> Material provided
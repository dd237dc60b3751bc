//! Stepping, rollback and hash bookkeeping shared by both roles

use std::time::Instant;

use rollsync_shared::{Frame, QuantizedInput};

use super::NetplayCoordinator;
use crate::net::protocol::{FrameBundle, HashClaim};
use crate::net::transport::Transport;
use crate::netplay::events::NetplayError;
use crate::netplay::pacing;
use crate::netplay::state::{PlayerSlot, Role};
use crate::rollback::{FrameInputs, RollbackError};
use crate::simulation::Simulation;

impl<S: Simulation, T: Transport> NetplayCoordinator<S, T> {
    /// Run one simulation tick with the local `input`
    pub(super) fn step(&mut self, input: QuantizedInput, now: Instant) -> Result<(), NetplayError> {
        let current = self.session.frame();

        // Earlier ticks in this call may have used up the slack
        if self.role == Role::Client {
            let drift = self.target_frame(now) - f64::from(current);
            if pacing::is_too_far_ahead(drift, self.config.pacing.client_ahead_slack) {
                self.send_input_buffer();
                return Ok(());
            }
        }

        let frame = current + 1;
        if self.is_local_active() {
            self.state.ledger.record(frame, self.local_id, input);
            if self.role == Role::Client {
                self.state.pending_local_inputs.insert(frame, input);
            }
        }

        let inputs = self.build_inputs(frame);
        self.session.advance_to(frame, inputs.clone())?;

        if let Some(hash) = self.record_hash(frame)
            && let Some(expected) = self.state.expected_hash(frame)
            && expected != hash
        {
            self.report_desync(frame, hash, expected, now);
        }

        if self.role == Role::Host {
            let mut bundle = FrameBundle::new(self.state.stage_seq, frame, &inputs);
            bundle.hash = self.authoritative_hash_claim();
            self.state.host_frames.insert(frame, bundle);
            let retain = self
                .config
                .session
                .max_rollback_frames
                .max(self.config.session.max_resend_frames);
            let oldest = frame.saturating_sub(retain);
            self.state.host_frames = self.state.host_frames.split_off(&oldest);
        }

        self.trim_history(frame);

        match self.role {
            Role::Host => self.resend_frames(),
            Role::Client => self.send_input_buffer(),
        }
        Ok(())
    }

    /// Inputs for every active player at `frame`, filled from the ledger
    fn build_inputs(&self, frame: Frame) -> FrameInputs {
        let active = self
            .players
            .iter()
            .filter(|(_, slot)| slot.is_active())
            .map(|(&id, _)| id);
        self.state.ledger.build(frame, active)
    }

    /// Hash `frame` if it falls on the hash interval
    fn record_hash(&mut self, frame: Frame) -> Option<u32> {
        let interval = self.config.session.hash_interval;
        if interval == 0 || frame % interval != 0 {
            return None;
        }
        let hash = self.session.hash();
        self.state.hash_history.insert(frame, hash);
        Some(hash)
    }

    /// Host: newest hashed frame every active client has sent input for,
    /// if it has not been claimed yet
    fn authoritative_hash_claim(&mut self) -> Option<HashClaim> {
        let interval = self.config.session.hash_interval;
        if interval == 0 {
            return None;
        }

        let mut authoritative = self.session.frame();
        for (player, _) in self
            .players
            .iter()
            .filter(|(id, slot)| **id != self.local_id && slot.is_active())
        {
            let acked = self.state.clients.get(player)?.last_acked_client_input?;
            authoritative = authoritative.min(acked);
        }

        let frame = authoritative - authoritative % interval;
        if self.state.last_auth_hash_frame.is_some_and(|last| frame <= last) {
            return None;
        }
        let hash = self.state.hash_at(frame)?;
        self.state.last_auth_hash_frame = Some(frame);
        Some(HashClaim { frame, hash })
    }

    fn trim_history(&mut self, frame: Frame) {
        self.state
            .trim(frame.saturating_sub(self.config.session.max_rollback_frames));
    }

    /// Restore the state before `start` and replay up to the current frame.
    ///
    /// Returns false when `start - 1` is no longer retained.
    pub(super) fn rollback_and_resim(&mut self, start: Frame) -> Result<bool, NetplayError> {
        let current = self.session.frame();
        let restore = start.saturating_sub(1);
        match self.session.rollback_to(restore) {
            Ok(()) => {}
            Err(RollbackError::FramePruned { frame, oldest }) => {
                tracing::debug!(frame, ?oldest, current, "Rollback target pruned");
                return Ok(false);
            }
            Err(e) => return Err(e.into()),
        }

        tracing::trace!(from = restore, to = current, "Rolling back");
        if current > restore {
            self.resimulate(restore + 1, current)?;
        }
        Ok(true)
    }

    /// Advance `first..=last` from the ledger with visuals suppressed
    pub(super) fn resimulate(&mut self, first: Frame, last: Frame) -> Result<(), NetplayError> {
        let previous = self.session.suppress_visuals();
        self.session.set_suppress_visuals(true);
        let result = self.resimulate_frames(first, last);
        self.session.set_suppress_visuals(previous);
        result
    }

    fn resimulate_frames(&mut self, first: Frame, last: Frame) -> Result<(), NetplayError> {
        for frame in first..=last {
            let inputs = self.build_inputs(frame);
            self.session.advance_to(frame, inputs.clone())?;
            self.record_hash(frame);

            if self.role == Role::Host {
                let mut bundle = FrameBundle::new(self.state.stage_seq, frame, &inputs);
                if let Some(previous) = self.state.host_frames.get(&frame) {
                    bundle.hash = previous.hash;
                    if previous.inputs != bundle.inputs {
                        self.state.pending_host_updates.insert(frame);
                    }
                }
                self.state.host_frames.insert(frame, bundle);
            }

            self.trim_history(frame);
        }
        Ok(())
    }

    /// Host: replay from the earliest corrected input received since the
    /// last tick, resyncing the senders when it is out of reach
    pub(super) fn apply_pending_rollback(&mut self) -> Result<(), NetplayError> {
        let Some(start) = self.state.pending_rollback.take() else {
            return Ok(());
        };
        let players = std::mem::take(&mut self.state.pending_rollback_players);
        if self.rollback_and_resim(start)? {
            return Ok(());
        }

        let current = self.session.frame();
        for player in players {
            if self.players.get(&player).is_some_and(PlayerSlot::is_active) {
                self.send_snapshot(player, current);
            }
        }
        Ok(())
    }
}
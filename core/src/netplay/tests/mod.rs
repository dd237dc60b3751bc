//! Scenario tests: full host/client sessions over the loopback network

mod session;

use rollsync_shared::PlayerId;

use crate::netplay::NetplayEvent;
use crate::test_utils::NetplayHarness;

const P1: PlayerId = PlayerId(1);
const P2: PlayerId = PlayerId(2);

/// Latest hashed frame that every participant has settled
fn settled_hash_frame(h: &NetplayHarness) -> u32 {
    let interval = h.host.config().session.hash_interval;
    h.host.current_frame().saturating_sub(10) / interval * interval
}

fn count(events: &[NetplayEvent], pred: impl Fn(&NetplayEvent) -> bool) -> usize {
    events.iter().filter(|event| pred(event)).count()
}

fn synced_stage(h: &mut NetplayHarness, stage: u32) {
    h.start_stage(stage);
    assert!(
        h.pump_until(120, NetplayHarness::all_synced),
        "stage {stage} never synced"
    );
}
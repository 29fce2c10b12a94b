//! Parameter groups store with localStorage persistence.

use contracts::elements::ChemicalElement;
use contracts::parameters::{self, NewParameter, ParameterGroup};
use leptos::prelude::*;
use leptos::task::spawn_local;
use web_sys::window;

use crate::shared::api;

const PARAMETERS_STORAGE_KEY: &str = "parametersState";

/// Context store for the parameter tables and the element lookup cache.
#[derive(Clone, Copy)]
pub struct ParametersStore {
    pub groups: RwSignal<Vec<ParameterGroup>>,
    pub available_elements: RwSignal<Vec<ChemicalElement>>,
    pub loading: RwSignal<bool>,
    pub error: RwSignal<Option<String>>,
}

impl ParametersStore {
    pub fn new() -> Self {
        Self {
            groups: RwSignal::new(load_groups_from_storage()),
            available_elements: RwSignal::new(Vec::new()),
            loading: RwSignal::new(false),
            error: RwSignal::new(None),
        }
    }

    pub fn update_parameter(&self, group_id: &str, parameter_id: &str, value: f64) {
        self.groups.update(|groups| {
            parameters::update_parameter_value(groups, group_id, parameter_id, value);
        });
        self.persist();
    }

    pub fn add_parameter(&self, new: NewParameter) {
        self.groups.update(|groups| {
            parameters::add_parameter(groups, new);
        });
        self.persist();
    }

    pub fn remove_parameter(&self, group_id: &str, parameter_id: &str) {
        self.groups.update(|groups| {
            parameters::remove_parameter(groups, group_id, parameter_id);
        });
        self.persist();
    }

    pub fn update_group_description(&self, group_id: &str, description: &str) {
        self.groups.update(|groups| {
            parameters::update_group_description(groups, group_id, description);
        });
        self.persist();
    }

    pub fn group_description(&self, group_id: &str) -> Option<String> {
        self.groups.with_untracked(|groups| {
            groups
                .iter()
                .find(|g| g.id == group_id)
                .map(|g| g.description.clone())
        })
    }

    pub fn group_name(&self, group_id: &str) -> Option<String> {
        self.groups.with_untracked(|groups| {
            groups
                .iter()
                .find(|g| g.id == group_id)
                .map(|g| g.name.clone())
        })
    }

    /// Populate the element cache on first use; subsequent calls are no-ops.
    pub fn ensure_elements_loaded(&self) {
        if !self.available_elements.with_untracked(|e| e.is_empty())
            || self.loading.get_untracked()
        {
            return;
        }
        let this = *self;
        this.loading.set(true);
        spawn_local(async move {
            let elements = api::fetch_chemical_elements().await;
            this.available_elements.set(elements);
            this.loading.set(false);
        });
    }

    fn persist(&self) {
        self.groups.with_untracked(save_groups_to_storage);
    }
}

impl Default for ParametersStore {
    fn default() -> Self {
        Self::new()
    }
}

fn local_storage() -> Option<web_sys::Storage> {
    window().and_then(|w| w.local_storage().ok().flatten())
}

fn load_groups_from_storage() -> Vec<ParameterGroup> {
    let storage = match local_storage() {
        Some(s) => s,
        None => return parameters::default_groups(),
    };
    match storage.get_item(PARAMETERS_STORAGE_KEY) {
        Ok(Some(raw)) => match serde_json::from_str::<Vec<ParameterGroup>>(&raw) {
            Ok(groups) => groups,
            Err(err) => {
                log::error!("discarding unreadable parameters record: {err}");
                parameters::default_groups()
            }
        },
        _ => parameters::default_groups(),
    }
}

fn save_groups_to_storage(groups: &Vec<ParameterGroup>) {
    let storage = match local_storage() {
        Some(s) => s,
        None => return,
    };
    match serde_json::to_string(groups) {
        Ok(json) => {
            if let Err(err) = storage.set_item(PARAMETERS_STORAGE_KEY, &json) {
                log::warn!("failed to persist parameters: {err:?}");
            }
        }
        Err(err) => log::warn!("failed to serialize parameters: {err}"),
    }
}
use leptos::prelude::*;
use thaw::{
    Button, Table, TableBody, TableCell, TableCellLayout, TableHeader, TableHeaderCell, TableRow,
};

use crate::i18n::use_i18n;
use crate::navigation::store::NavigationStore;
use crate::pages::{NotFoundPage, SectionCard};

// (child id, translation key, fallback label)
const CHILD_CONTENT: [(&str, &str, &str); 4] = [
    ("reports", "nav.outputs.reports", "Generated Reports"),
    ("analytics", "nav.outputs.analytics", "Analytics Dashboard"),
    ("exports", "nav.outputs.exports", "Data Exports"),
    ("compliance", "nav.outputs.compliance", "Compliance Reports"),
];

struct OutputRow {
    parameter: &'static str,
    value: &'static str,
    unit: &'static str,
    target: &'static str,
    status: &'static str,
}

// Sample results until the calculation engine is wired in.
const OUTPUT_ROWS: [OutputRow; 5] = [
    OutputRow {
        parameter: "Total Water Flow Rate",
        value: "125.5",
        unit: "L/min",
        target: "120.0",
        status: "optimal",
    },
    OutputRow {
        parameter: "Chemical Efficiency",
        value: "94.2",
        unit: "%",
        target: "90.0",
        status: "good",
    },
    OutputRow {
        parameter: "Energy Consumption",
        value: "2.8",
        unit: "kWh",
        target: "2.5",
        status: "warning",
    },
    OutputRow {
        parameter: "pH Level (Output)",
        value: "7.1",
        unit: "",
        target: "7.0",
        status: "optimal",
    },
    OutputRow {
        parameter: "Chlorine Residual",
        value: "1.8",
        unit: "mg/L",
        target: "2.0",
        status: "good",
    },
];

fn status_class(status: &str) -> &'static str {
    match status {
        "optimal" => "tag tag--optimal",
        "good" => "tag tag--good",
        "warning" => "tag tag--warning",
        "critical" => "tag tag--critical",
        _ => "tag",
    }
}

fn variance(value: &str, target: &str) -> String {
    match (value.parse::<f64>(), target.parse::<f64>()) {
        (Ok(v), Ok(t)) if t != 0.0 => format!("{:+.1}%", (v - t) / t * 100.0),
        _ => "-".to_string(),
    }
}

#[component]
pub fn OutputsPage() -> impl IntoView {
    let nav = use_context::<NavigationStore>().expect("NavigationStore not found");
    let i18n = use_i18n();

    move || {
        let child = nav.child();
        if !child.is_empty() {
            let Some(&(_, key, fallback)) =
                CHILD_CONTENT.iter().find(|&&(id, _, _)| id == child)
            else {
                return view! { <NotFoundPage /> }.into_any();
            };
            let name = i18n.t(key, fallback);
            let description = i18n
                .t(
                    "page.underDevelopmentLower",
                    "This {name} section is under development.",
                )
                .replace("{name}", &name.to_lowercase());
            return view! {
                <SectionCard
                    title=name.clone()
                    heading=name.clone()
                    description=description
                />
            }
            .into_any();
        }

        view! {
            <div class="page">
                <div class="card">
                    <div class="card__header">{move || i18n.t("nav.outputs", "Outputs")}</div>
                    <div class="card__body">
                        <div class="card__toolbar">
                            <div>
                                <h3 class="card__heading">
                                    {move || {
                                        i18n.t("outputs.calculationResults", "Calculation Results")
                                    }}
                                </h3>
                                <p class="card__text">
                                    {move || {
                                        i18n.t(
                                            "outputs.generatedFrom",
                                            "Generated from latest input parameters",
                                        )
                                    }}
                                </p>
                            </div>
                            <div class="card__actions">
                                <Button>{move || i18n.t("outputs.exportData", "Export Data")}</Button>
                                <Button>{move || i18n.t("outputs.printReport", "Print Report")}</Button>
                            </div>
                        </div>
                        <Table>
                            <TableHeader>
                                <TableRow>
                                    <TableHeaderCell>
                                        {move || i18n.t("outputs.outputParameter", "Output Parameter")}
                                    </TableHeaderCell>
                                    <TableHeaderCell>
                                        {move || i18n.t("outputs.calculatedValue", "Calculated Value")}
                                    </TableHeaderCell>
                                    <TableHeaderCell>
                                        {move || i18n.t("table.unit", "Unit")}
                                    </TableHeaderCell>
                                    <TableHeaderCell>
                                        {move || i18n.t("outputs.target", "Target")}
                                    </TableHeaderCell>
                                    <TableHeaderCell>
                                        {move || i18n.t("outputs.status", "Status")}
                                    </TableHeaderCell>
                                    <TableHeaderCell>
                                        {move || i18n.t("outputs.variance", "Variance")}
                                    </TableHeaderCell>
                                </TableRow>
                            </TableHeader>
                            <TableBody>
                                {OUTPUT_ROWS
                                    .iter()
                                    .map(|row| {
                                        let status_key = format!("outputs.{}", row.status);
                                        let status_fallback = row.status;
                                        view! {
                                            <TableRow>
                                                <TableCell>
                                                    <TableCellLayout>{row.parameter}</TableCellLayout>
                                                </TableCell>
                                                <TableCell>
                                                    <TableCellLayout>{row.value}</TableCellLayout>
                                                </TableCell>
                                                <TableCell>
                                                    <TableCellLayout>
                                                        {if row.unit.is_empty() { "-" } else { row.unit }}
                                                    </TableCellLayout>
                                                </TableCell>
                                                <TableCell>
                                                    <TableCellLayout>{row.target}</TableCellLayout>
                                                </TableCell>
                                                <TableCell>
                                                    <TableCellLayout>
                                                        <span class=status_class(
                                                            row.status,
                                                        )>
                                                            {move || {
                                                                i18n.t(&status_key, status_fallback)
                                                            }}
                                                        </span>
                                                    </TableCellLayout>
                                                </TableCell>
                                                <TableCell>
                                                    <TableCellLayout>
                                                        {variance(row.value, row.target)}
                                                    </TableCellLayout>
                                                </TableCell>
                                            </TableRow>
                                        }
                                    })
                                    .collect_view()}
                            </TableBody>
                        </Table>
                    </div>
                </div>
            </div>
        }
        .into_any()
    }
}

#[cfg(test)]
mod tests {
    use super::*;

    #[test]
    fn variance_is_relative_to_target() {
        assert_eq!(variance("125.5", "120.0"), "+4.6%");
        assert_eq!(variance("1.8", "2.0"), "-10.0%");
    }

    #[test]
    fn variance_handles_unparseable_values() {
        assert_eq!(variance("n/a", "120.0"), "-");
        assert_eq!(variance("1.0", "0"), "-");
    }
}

> Work to complete
Copy each line of the listing that contains the string "const".

> Answer to this task
const P1: PlayerId = PlayerId(1);
const P2: PlayerId = PlayerId(2);
const PARAMETERS_STORAGE_KEY: &str = "parametersState";
const CHILD_CONTENT: [(&str, &str, &str); 4] = [
const OUTPUT_ROWS: [OutputRow; 5] = [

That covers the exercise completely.